I assume, that adding an attribute should split a particular section 
into "an old one" and "the new one with new attribute", right?

One would need to have linker logic (and linker script definitions) 
altered, to follow that (other features so far wouldn't require any 
changes to linkers, I think).

> to add the flags manually, then a newline, then a line comment character 
> (@ for ARM, but this varies according to target.)
> 
> 6. Convenient support for non-initialised non-zeroed data sections in a 
> standardised way, without having to specify sections manually in the 
> source and linker setup.

What gain and under which circumstances you get with this? I mean, why 
enforce keeping uninitialized memory fragment, while that is just a one 
shot action at load time?

> 7. Convenient support for sections (or variables) placed at specific 
> addresses, in a standardised way.

Hmm... Frankly, I'm quite comfortable with current features of linker 
script, and I do it like this:
SECTIONS
{
	sfr_devices 0x40000000 (NOLOAD): {
		. = ALIGN(1K);	PROVIDE(TIM2 =	.);
		. = 0x00400;	PROVIDE(TIM3 =	.);
		. = 0x00800;	PROVIDE(TIM4 =	.);
	}
}

The only problem is that so far I'm not aware of command line options to 
"supplement" default linker script with such fragment. Option "-T" 
replaces it, which is a nuisance.

> 8. Convenient support for sections that are not allocated space by the 
> linker in the target memory, but where the contents are still included 
> in the elf file and map files, where they can be read by other tools. 
> (This could be used for external analysis tools.)

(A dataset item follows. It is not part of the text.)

//! Order Repositories

mod orders;
mod stock;

pub(crate) use orders::PgOrdersRepository;
pub(crate) use stock::PgStockRepository;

Isn't it so, that current debugger sections are just that?

Extrapolating your words: Do you think of sections that you would have 
full control on it's content at compilation, and it isn't sufficient to 
do it like this:
char private[] __attribute__((section("something"))) = {
  0xFF, 0x01, 0x02, ....
};

> 9. Support for getting data from the linker to the code, such as section 
> sizes and start addresses, without having to manually add the symbols to 
> the linker file and declare extern symbols in the C or C++ code.

+1

> 10. Support for structs (or C++ classes) where different parts of the 
> struct are in different sections.  This would mean the struct could only 
> be statically allocated (no stack allocation - just global or static), 
> and it would have no accessible address or size (you could have pointers 
> to fields, but not to the struct objects themselves).  This would let 
> you tie together objects made of multiple parts such as constant data in 
> flash and writeable data in ram.

+1

> 11. Convenient support for building up tables where the contents are 
> scattered across different source files, without having to manually edit 
> the linker files.

do you have an example where that is useful?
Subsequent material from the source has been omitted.